* PROBLEM TO SOLVE
Each line from the one containing "a block number." through the end of the entries below should be transcribed exactly, and no other line.

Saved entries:
= Beginning of Section =
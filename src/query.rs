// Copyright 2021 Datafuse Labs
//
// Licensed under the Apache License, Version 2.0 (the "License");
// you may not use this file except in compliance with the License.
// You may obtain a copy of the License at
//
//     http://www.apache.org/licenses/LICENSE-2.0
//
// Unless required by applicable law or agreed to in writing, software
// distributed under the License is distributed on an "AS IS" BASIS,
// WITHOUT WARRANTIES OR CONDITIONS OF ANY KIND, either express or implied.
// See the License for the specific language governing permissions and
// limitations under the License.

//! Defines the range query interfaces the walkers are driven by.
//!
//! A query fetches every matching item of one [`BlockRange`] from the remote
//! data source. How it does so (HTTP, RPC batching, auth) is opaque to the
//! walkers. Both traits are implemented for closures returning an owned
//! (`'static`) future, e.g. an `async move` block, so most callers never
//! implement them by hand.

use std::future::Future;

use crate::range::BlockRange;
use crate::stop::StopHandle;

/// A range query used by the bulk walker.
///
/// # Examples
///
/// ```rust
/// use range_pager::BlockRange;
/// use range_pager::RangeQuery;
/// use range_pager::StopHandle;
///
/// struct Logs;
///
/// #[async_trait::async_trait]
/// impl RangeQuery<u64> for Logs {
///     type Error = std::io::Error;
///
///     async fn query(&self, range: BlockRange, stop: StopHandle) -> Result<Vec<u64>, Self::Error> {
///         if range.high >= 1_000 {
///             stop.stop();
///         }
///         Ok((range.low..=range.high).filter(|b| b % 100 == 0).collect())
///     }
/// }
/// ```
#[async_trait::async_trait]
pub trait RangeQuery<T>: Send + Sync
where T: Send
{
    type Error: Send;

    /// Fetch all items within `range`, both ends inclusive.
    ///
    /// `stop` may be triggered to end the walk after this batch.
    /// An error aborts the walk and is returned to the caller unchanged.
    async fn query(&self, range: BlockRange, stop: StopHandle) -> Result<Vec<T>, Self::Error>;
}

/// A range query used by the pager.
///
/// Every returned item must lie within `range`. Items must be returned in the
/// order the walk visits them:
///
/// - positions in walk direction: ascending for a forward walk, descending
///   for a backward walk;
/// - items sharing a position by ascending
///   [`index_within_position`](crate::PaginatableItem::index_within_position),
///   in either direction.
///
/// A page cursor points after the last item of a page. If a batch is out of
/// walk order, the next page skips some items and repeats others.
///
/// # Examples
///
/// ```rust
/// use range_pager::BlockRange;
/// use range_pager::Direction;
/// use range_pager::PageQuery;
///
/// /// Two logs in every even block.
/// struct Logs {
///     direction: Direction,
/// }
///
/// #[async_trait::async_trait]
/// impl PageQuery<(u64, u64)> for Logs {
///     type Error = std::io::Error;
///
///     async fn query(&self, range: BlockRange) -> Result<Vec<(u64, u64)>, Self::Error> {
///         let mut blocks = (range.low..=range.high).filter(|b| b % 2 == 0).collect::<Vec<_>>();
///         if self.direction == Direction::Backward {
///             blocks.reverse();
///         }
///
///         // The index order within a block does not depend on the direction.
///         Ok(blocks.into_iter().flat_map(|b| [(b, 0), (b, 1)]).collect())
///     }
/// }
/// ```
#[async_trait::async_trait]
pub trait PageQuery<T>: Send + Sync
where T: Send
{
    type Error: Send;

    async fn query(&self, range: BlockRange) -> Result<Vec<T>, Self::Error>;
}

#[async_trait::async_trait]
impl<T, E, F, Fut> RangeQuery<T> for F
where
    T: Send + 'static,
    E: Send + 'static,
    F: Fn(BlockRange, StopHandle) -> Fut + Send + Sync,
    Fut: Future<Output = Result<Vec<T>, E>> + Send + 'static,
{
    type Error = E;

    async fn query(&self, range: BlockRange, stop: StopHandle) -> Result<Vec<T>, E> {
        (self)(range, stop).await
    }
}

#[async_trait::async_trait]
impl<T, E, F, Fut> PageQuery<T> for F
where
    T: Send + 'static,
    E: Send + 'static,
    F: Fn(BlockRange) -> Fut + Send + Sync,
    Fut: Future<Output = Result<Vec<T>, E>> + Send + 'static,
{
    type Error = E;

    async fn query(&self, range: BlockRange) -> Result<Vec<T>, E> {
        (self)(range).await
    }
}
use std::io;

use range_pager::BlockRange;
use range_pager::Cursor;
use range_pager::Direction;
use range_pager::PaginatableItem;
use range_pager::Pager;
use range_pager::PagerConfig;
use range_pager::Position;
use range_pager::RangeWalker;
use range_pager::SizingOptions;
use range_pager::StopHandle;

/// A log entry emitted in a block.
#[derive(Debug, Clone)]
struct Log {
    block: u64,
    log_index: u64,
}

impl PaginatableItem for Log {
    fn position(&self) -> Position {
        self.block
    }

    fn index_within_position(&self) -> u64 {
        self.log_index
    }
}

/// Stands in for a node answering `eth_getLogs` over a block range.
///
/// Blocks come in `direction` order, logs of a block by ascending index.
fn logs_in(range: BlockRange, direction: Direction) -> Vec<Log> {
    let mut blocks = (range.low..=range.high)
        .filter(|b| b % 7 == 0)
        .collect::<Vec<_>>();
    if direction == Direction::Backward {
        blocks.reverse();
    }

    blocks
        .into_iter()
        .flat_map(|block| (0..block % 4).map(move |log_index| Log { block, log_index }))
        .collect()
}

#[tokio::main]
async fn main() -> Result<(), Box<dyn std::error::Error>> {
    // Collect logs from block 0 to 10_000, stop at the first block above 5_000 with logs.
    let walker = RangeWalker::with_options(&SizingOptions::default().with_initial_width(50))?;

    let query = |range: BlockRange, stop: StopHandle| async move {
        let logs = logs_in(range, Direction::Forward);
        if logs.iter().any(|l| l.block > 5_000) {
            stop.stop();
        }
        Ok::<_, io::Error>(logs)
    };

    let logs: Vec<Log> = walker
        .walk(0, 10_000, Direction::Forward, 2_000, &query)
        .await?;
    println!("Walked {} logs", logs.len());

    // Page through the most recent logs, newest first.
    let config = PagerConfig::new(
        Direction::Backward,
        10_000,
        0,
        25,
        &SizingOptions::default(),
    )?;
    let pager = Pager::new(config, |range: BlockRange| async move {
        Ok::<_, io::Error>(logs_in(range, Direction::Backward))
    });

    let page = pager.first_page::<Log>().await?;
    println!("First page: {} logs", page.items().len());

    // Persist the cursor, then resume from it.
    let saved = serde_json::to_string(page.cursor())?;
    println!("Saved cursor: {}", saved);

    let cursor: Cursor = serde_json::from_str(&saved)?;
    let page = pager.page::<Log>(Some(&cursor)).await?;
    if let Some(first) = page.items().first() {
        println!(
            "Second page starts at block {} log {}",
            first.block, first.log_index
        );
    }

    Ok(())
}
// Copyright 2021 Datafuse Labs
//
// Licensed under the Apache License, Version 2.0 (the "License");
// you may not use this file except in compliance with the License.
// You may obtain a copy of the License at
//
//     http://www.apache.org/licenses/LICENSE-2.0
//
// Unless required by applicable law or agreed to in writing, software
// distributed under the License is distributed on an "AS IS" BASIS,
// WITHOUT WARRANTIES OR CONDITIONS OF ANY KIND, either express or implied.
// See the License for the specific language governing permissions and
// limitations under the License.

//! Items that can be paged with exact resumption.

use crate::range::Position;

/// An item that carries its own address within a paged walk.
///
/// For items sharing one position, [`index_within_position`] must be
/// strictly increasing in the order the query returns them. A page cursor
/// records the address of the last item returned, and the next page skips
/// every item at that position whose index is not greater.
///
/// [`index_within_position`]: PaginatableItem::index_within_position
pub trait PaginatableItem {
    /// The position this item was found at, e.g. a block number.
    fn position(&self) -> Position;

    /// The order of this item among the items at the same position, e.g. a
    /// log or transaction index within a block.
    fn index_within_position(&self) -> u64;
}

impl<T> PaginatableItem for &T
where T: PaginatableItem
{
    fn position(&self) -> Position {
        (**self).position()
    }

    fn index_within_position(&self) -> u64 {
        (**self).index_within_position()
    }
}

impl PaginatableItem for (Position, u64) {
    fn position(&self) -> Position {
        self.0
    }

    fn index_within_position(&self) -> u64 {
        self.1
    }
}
= End of Section =
* SOLUTION TO THIS PROBLEM
    /// The position this item was found at, e.g. a block number.
    fn position(&self) -> Position;

    /// The order of this item among the items at the same position, e.g. a
    /// log or transaction index within a block.
    fn index_within_position(&self) -> u64;
}

impl<T> PaginatableItem for &T
where T: PaginatableItem
{
    fn position(&self) -> Position {
        (**self).position()
    }

    fn index_within_position(&self) -> u64 {
        (**self).index_within_position()
    }
}

impl PaginatableItem for (Position, u64) {
    fn position(&self) -> Position {
        self.0
    }

    fn index_within_position(&self) -> u64 {
        self.1
    }
}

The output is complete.